(Stored data entries)
# # # # # # #

use crate::error::CliError;
use std::{collections::HashMap, fs, path::Path};

/// Process environment plus whatever a `.env` file adds on top of it.
#[derive(Debug, Clone)]
pub struct EnvManager {
    vars: HashMap<String, String>,
}

impl EnvManager {
    pub fn new() -> Self {
        Self {
            vars: std::env::vars().collect(),
        }
    }

    /// Load variables from a .env file; file values win over the process.
    pub fn load_from_file<P: AsRef<Path>>(&mut self, path: P) -> Result<(), CliError> {
        let path = path.as_ref();
        let content = fs::read_to_string(path)
            .map_err(|err| CliError::Config(format!("{}: {err}", path.display())))?;

        self.parse_env_content(&content)
    }

    pub fn get(&self, key: &str) -> Option<String> {
        self.vars.get(key).cloned()
    }

    fn parse_env_content(&mut self, content: &str) -> Result<(), CliError> {
        let entries = content
            .lines()
            .map(str::trim)
            .enumerate()
            .filter(|(_, line)| !line.is_empty() && !line.starts_with('#'));

        for (number, line) in entries {
            let line = line.strip_prefix("export ").unwrap_or(line);
            let (key, value) = line
                .split_once('=')
                .map(|(key, value)| (key.trim(), value))
                .filter(|(key, _)| !key.is_empty())
                .ok_or_else(|| {
                    CliError::Config(format!("env file line {} is not KEY=VALUE", number + 1))
                })?;

            self.vars.insert(key.to_string(), Self::unquote_value(value));
        }

        Ok(())
    }

    fn unquote_value(value: &str) -> String {
        let value = value.trim();
        for quote in ['"', '\''] {
            if value.len() >= 2 && value.starts_with(quote) && value.ends_with(quote) {
                return value[1..value.len() - 1].to_string();
            }
        }
        value.to_string()
    }
}

impl Default for EnvManager {
    fn default() -> Self {
        Self::new()
    }
}
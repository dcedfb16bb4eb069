use chrono::NaiveDate;
use engine_core::progress::PhaseSpec;
use engine_processing::{
    batch::{SchedulerConfig, SizingConfig},
    diff::DiffCalculator,
    reconcile::resolver::IdentityResolver,
};
use engine_runtime::{
    error::ImportError,
    orchestrator::{ImportOrchestrator, default_phases},
    pipeline::PipelineOptions,
};
use model::{
    core::key::{ColumnMap, IdentifierKey},
    import::reconciliation::UnmatchedPolicy,
};

/// Immutable, validated configuration for one import run.
#[derive(Debug, Clone)]
pub struct ValidatedSettings {
    /// First day of the pay period, when one was configured.
    period: Option<NaiveDate>,
    sizing: SizingConfig,
    continue_on_error: bool,
    unmatched: UnmatchedPolicy,
    skip_zero_amounts: bool,
    identifier_priority: Vec<IdentifierKey>,
    columns: ColumnMap,
    phases: Vec<PhaseSpec>,
}

impl ValidatedSettings {
    pub fn from_builder(builder: ValidatedSettingsBuilder) -> Self {
        Self {
            period: builder.period,
            sizing: builder.sizing.unwrap_or_default(),
            continue_on_error: builder.continue_on_error.unwrap_or(true),
            unmatched: builder.unmatched.unwrap_or_default(),
            skip_zero_amounts: builder.skip_zero_amounts.unwrap_or(false),
            identifier_priority: builder
                .identifier_priority
                .unwrap_or_else(|| IdentifierKey::PRIORITY.to_vec()),
            columns: builder.columns.unwrap_or_default(),
            phases: builder.phases.unwrap_or_else(default_phases),
        }
    }

    pub fn period(&self) -> Option<NaiveDate> {
        self.period
    }

    /// The period rendered back as `YYYY-MM`.
    pub fn period_label(&self) -> Option<String> {
        self.period.map(|date| date.format("%Y-%m").to_string())
    }

    pub fn sizing(&self) -> &SizingConfig {
        &self.sizing
    }

    pub fn continue_on_error(&self) -> bool {
        self.continue_on_error
    }

    pub fn unmatched(&self) -> UnmatchedPolicy {
        self.unmatched
    }

    pub fn skip_zero_amounts(&self) -> bool {
        self.skip_zero_amounts
    }

    pub fn identifier_priority(&self) -> &[IdentifierKey] {
        &self.identifier_priority
    }

    pub fn phases(&self) -> &[PhaseSpec] {
        &self.phases
    }

    pub fn scheduler_config(&self) -> SchedulerConfig {
        SchedulerConfig::new(self.sizing.clone()).with_continue_on_error(self.continue_on_error)
    }

    pub fn pipeline_options(&self) -> PipelineOptions {
        PipelineOptions {
            resolver: IdentityResolver::new(self.identifier_priority.clone(), self.columns.clone()),
            diff: DiffCalculator::new().with_skip_zero_amounts(self.skip_zero_amounts),
            unmatched: self.unmatched,
        }
    }

    pub fn orchestrator(&self) -> Result<ImportOrchestrator, ImportError> {
        ImportOrchestrator::new(&self.phases, self.scheduler_config())
    }
}

#[derive(Debug, Default)]
pub struct ValidatedSettingsBuilder {
    pub period: Option<NaiveDate>,
    pub sizing: Option<SizingConfig>,
    pub continue_on_error: Option<bool>,
    pub unmatched: Option<UnmatchedPolicy>,
    pub skip_zero_amounts: Option<bool>,
    pub identifier_priority: Option<Vec<IdentifierKey>>,
    pub columns: Option<ColumnMap>,
    pub phases: Option<Vec<PhaseSpec>>,
}

impl ValidatedSettingsBuilder {
    pub fn new() -> Self {
        Self::default()
    }

    pub fn period(mut self, period: NaiveDate) -> Self {
        self.period = Some(period);
        self
    }

    pub fn sizing(mut self, sizing: SizingConfig) -> Self {
        self.sizing = Some(sizing);
        self
    }

    pub fn continue_on_error(mut self, continue_on_error: bool) -> Self {
        self.continue_on_error = Some(continue_on_error);
        self
    }

    pub fn unmatched(mut self, unmatched: UnmatchedPolicy) -> Self {
        self.unmatched = Some(unmatched);
        self
    }

    pub fn skip_zero_amounts(mut self, skip: bool) -> Self {
        self.skip_zero_amounts = Some(skip);
        self
    }

    pub fn identifier_priority(mut self, priority: Vec<IdentifierKey>) -> Self {
        self.identifier_priority = Some(priority);
        self
    }

    pub fn columns(mut self, columns: ColumnMap) -> Self {
        self.columns = Some(columns);
        self
    }

    pub fn phases(mut self, phases: Vec<PhaseSpec>) -> Self {
        self.phases = Some(phases);
        self
    }

    pub fn build(self) -> ValidatedSettings {
        ValidatedSettings::from_builder(self)
    }
}

#[cfg(test)]
mod tests {
    use super::*;

    #[test]
    fn builder_falls_back_to_defaults() {
        let settings = ValidatedSettingsBuilder::new().build();

        assert_eq!(settings.sizing(), &SizingConfig::default());
        assert!(settings.continue_on_error());
        assert_eq!(settings.unmatched(), UnmatchedPolicy::Create);
        assert_eq!(settings.identifier_priority(), IdentifierKey::PRIORITY);
        assert_eq!(settings.period_label(), None);
        assert!(settings.orchestrator().is_ok());
    }

    #[test]
    fn feeds_scheduler_and_pipeline() {
        let settings = ValidatedSettingsBuilder::new()
            .sizing(SizingConfig::default().with_bounds(5, 5, 5))
            .continue_on_error(false)
            .unmatched(UnmatchedPolicy::Skip)
            .identifier_priority(vec![IdentifierKey::FullName])
            .period(NaiveDate::from_ymd_opt(2026, 9, 1).unwrap())
            .build();

        let scheduler = settings.scheduler_config();
        assert_eq!(scheduler.sizing.initial_size, 5);
        assert!(!scheduler.continue_on_error);

        let options = settings.pipeline_options();
        assert_eq!(options.unmatched, UnmatchedPolicy::Skip);
        assert_eq!(options.resolver.priority(), [IdentifierKey::FullName]);
        assert_eq!(settings.period_label().as_deref(), Some("2026-09"));
    }
}
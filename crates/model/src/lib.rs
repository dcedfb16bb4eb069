pub mod core;
pub mod error;
pub mod import;
pub mod records;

# # # # # # #

TASK REQUIREMENTS:
Each line above must be returned exactly as written.

RESPONSE:
use crate::error::CliError;
use std::{collections::HashMap, fs, path::Path};

/// Process environment plus whatever a `.env` file adds on top of it.
#[derive(Debug, Clone)]
pub struct EnvManager {
    vars: HashMap<String, String>,
}

impl EnvManager {
    pub fn new() -> Self {
        Self {
            vars: std::env::vars().collect(),
        }
    }

    /// Load variables from a .env file; file values win over the process.
    pub fn load_from_file<P: AsRef<Path>>(&mut self, path: P) -> Result<(), CliError> {
        let path = path.as_ref();
        let content = fs::read_to_string(path)
            .map_err(|err| CliError::Config(format!("{}: {err}", path.display())))?;

        self.parse_env_content(&content)
    }

    pub fn get(&self, key: &str) -> Option<String> {
        self.vars.get(key).cloned()
    }

    fn parse_env_content(&mut self, content: &str) -> Result<(), CliError> {
        let entries = content
            .lines()
            .map(str::trim)
            .enumerate()
            .filter(|(_, line)| !line.is_empty() && !line.starts_with('#'));

        for (number, line) in entries {
            let line = line.strip_prefix("export ").unwrap_or(line);
            let (key, value) = line
                .split_once('=')
                .map(|(key, value)| (key.trim(), value))
                .filter(|(key, _)| !key.is_empty())
                .ok_or_else(|| {
                    CliError::Config(format!("env file line {} is not KEY=VALUE", number + 1))
                })?;

            self.vars.insert(key.to_string(), Self::unquote_value(value));
        }

        Ok(())
    }

    fn unquote_value(value: &str) -> String {
        let value = value.trim();
        for quote in ['"', '\''] {
            if value.len() >= 2 && value.starts_with(quote) && value.ends_with(quote) {
                return value[1..value.len() - 1].to_string();
            }
        }
        value.to_string()
    }
}

impl Default for EnvManager {
    fn default() -> Self {
        Self::new()
    }
}
repository dcedfb16bb4eb069
use chrono::NaiveDate;
use engine_core::progress::PhaseSpec;
use engine_processing::{
    batch::{SchedulerConfig, SizingConfig},
    diff::DiffCalculator,
    reconcile::resolver::IdentityResolver,
};
use engine_runtime::{
    error::ImportError,
    orchestrator::{ImportOrchestrator, default_phases},
    pipeline::PipelineOptions,
};
use model::{
    core::key::{ColumnMap, IdentifierKey},
    import::reconciliation::UnmatchedPolicy,
};

/// Immutable, validated configuration for one import run.
#[derive(Debug, Clone)]
pub struct ValidatedSettings {
    /// First day of the pay period, when one was configured.
    period: Option<NaiveDate>,
    sizing: SizingConfig,
    continue_on_error: bool,
    unmatched: UnmatchedPolicy,
    skip_zero_amounts: bool,
    identifier_priority: Vec<IdentifierKey>,
    columns: ColumnMap,
    phases: Vec<PhaseSpec>,
}

impl ValidatedSettings {
    pub fn from_builder(builder: ValidatedSettingsBuilder) -> Self {
        Self {
            period: builder.period,
            sizing: builder.sizing.unwrap_or_default(),
            continue_on_error: builder.continue_on_error.unwrap_or(true),
            unmatched: builder.unmatched.unwrap_or_default(),
            skip_zero_amounts: builder.skip_zero_amounts.unwrap_or(false),
            identifier_priority: builder
                .identifier_priority
                .unwrap_or_else(|| IdentifierKey::PRIORITY.to_vec()),
            columns: builder.columns.unwrap_or_default(),
            phases: builder.phases.unwrap_or_else(default_phases),
        }
    }

    pub fn period(&self) -> Option<NaiveDate> {
        self.period
    }

    /// The period rendered back as `YYYY-MM`.
    pub fn period_label(&self) -> Option<String> {
        self.period.map(|date| date.format("%Y-%m").to_string())
    }

    pub fn sizing(&self) -> &SizingConfig {
        &self.sizing
    }

    pub fn continue_on_error(&self) -> bool {
        self.continue_on_error
    }

    pub fn unmatched(&self) -> UnmatchedPolicy {
        self.unmatched
    }

    pub fn skip_zero_amounts(&self) -> bool {
        self.skip_zero_amounts
    }

    pub fn identifier_priority(&self) -> &[IdentifierKey] {
        &self.identifier_priority
    }

    pub fn phases(&self) -> &[PhaseSpec] {
        &self.phases
    }

    pub fn scheduler_config(&self) -> SchedulerConfig {
        SchedulerConfig::new(self.sizing.clone()).with_continue_on_error(self.continue_on_error)
    }

    pub fn pipeline_options(&self) -> PipelineOptions {
        PipelineOptions {
            resolver: IdentityResolver::new(self.identifier_priority.clone(), self.columns.clone()),
            diff: DiffCalculator::new().with_skip_zero_amounts(self.skip_zero_amounts),
            unmatched: self.unmatched,
        }
    }

    pub fn orchestrator(&self) -> Result<ImportOrchestrator, ImportError> {
        ImportOrchestrator::new(&self.phases, self.scheduler_config())
    }
}

#[derive(Debug, Default)]
pub struct ValidatedSettingsBuilder {
    pub period: Option<NaiveDate>,
    pub sizing: Option<SizingConfig>,
    pub continue_on_error: Option<bool>,
    pub unmatched: Option<UnmatchedPolicy>,
    pub skip_zero_amounts: Option<bool>,
    pub identifier_priority: Option<Vec<IdentifierKey>>,
    pub columns: Option<ColumnMap>,
    pub phases: Option<Vec<PhaseSpec>>,
}

impl ValidatedSettingsBuilder {
    pub fn new() -> Self {
        Self::default()
    }

    pub fn period(mut self, period: NaiveDate) -> Self {
        self.period = Some(period);
        self
    }

    pub fn sizing(mut self, sizing: SizingConfig) -> Self {
        self.sizing = Some(sizing);
        self
    }

    pub fn continue_on_error(mut self, continue_on_error: bool) -> Self {
        self.continue_on_error = Some(continue_on_error);
        self
    }

    pub fn unmatched(mut self, unmatched: UnmatchedPolicy) -> Self {
        self.unmatched = Some(unmatched);
        self
    }

    pub fn skip_zero_amounts(mut self, skip: bool) -> Self {
        self.skip_zero_amounts = Some(skip);
        self
    }

    pub fn identifier_priority(mut self, priority: Vec<IdentifierKey>) -> Self {
        self.identifier_priority = Some(priority);
        self
    }

    pub fn columns(mut self, columns: ColumnMap) -> Self {
        self.columns = Some(columns);
        self
    }

    pub fn phases(mut self, phases: Vec<PhaseSpec>) -> Self {
        self.phases = Some(phases);
        self
    }

    pub fn build(self) -> ValidatedSettings {
        ValidatedSettings::from_builder(self)
    }
}

#[cfg(test)]
mod tests {
    use super::*;

    #[test]
    fn builder_falls_back_to_defaults() {
        let settings = ValidatedSettingsBuilder::new().build();

        assert_eq!(settings.sizing(), &SizingConfig::default());
        assert!(settings.continue_on_error());
        assert_eq!(settings.unmatched(), UnmatchedPolicy::Create);
        assert_eq!(settings.identifier_priority(), IdentifierKey::PRIORITY);
        assert_eq!(settings.period_label(), None);
        assert!(settings.orchestrator().is_ok());
    }

    #[test]
    fn feeds_scheduler_and_pipeline() {
        let settings = ValidatedSettingsBuilder::new()
            .sizing(SizingConfig::default().with_bounds(5, 5, 5))
            .continue_on_error(false)
            .unmatched(UnmatchedPolicy::Skip)
            .identifier_priority(vec![IdentifierKey::FullName])
            .period(NaiveDate::from_ymd_opt(2026, 9, 1).unwrap())
            .build();

        let scheduler = settings.scheduler_config();
        assert_eq!(scheduler.sizing.initial_size, 5);
        assert!(!scheduler.continue_on_error);

        let options = settings.pipeline_options();
        assert_eq!(options.unmatched, UnmatchedPolicy::Skip);
        assert_eq!(options.resolver.priority(), [IdentifierKey::FullName]);
        assert_eq!(settings.period_label().as_deref(), Some("2026-09"));
    }
}
filename crates/model/src/lib.rs
repository dcedfb16bb4eb069
pub mod core;
pub mod error;
pub mod import;
pub mod records;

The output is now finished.